Your objective:
Lines with "ToggleList": state how many there are in the records below, and nothing else.

Material for this exercise:
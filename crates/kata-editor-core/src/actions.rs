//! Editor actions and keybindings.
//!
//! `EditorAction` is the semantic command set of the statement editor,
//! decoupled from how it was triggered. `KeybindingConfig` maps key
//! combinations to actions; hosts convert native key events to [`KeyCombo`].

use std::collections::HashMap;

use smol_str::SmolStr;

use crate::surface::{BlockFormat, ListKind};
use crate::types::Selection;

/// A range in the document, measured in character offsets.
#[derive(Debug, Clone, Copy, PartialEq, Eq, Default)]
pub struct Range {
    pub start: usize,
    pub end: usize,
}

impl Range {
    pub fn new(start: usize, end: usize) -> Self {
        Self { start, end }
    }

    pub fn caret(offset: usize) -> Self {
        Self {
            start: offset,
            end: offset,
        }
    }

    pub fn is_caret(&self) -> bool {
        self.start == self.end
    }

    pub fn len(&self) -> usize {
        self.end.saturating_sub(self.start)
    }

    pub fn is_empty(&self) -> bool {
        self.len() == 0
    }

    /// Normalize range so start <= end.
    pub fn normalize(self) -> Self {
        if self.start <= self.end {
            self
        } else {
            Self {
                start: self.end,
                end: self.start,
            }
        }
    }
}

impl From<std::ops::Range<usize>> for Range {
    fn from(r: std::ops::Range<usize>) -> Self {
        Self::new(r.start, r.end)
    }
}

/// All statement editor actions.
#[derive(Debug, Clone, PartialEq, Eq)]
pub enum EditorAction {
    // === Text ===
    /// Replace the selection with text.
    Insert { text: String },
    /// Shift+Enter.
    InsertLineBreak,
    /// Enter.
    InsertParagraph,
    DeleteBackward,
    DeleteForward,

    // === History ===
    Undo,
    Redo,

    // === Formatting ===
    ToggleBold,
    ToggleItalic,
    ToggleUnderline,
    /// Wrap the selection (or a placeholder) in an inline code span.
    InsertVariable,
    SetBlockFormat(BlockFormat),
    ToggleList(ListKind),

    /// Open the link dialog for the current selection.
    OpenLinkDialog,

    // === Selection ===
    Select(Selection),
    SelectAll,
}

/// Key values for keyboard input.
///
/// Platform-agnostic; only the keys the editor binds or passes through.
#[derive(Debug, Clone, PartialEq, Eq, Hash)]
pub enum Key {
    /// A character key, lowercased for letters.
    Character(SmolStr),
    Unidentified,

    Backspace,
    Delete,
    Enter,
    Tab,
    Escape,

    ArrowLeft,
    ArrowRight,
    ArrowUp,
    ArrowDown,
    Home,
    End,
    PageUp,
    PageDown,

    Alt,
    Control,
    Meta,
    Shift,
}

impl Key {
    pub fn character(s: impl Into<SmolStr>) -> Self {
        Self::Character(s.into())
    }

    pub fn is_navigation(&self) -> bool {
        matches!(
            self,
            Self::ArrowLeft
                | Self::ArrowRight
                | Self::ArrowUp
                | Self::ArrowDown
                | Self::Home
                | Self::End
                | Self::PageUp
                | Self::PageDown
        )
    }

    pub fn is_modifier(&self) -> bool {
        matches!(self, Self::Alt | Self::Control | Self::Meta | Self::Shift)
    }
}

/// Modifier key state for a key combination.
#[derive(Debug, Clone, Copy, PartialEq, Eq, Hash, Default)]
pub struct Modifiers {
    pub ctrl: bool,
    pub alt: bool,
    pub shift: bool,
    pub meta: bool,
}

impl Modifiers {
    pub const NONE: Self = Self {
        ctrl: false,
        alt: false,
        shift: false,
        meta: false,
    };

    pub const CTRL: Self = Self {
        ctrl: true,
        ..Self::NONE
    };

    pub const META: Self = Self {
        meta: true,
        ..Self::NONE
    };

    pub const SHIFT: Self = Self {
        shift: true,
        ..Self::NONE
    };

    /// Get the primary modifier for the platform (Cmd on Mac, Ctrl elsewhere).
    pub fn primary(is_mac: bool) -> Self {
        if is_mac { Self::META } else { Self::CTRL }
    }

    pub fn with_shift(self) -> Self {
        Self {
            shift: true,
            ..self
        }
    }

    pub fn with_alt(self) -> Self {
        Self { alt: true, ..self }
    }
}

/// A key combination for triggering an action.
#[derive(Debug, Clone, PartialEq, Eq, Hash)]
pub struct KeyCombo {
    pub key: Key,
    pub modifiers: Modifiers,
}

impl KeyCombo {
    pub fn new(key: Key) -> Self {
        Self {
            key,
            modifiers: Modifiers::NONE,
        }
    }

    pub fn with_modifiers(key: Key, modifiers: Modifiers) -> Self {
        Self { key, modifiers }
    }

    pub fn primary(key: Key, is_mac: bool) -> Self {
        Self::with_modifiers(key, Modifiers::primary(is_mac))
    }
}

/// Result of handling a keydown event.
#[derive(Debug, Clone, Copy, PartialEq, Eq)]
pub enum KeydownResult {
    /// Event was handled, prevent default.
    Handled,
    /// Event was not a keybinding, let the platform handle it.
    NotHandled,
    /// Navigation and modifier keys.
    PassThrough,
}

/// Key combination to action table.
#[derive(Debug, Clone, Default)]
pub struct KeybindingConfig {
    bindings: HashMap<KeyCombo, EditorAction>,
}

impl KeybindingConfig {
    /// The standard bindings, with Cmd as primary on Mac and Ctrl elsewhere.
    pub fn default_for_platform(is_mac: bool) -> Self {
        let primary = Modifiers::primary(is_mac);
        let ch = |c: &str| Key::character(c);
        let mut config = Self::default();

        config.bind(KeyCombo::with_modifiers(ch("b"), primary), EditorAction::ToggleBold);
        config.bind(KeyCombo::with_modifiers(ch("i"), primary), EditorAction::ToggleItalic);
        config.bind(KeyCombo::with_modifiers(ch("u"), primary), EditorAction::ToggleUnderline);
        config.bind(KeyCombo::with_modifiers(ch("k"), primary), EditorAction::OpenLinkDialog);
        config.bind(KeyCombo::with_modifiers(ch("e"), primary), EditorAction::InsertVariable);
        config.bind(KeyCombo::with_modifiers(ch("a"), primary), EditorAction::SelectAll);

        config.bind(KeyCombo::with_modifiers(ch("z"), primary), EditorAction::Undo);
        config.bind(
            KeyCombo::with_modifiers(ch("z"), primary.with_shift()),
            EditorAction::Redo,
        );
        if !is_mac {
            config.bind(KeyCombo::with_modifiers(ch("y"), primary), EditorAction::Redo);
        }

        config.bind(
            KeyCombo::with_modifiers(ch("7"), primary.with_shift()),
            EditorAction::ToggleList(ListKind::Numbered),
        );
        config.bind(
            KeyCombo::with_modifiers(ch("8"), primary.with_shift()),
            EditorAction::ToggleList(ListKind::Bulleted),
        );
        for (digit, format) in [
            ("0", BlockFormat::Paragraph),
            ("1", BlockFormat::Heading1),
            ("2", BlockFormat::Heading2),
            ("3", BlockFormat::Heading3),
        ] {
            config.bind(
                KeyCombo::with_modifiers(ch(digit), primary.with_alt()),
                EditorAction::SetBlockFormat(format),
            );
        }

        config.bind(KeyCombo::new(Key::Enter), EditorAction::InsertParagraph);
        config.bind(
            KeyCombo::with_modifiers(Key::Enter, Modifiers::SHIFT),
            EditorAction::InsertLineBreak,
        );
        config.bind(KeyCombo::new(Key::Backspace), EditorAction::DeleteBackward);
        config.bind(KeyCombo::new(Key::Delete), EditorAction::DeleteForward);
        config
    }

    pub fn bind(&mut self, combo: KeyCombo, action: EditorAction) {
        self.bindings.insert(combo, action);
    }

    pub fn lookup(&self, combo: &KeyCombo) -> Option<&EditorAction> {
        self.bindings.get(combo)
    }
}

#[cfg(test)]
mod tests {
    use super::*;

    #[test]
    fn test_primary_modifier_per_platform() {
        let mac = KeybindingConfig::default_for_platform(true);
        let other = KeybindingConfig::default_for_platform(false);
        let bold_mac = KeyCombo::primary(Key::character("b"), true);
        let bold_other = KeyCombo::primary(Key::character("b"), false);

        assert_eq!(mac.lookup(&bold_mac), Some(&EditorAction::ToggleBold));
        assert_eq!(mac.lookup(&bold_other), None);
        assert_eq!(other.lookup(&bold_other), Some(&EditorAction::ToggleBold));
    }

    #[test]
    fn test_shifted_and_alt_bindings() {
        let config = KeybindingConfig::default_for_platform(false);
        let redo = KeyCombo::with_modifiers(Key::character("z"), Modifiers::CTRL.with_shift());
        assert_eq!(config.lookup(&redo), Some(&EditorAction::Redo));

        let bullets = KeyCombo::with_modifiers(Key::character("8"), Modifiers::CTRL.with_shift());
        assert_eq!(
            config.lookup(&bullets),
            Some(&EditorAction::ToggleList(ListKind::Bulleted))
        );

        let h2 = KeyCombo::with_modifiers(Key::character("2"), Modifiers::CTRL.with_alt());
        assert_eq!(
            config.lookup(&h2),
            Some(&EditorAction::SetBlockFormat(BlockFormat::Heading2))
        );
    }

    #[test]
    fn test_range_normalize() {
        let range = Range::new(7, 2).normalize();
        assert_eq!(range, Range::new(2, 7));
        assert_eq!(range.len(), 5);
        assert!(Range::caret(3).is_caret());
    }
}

Solution to this problem:
4